If ARM was an arm, BRN would be its biceps💪!
Nice find @Rocket577

It definitely shows that Nintendo are playing in our "sandbox". Still talking back propagation though.

I highlighted a paragraph I found interesting.


Systems and methods of neural network training​

Abstract​

A computer system is provided for training a neural network that converts images. Input images are applied to the neural network and a difference in image values is determined between predicted image data and target image data. A Fast Fourier Transform is taken of the difference. The neural network is trained on based the L1 Norm of resulting frequency data.


  • TECHNICAL OVERVIEW
  • [0002]
    The technology described herein relates to machine learning and training machine learned models or systems. More particularly, the technology described includes subject matter that relates to training neural networks to convert or upscale images by using, for example, Fourier Transforms (FTs).
  • INTRODUCTION
  • [0003]
    Machine learning can give computers the ability to “learn” a specific task without expressly programming the computer for that task. An example of machine learning systems includes deep learning neural networks. Such networks (and other forms of machine learning) can be used to, for example, help with automatically recognizing whether a cat is in a photograph. The learning takes place by using thousands or millions of photos to “train” the network (also called a model) to recognize when a cat is in a photograph. The training process can include, for example, determining weights for the model that achieve the indicated goal (e.g., identifying cats within a photo). The training process may include using a loss function in a way (e.g., via backpropagation) that seeks to train the model or neural network that will minimize the loss represented by the function. Different loss functions include L1 (Least Absolute Deviations) and L2 (Least Square Errors) loss functions.
  • [0004]
    It will be appreciated that new and improved techniques, systems, and processes are continually sought after in these areas of technology, such as technology that is used to train machine learned models or neural networks.
  • SUMMARY
  • [0005]
    In some examples, computer system for training a neural network that processes images is provided.
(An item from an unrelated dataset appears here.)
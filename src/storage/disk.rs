pub mod page_manager;

pub use page_manager::PageManager;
In some examples, the system is used to train neural networks to upscale images from one resolution to another resolution. The system may include computer storage that stores image data for a plurality of images. The system may be configured to generate, from the plurality of images, input image data and then apply the input image data to a neural network to generate predicted output image data. A difference between the predicted output image data and target image data is calculated and that difference may then be transformed in frequency domain data. In some examples, the L1-loss is then used on the frequency domain data calculated from the difference, which is then used to train the neural network using backpropagation (e.g., stochastic gradient descent). Using the L1 loss may encourage sparsity of the frequency domain data, which may also be referred to, or part of, Compressed Sensing. In contrast, using the L2 loss on the same frequency domain data may generally not produce in good results due to, for example, Parseval's Theorem. In other words, the L2 loss of frequency transformed data, using a Fourier Transform, is the same as the L2 loss of the data—i.e., L2(FFT(data))=L2(data). Thus, frequency transforming the data when using an L2 loss may not produce different results.

TT


The patent refers to ASICs. And MegaChips is now delivering its full-service ASIC solution in the US and offering off-the-shelf access to industry-standard IP components, such as ours. So couldn't they just squish AKIDA 1500 into the ASIC so the existing patent would still be applicable?

PS: I'm not an engineer and I frequently have no idea what I'm talking about.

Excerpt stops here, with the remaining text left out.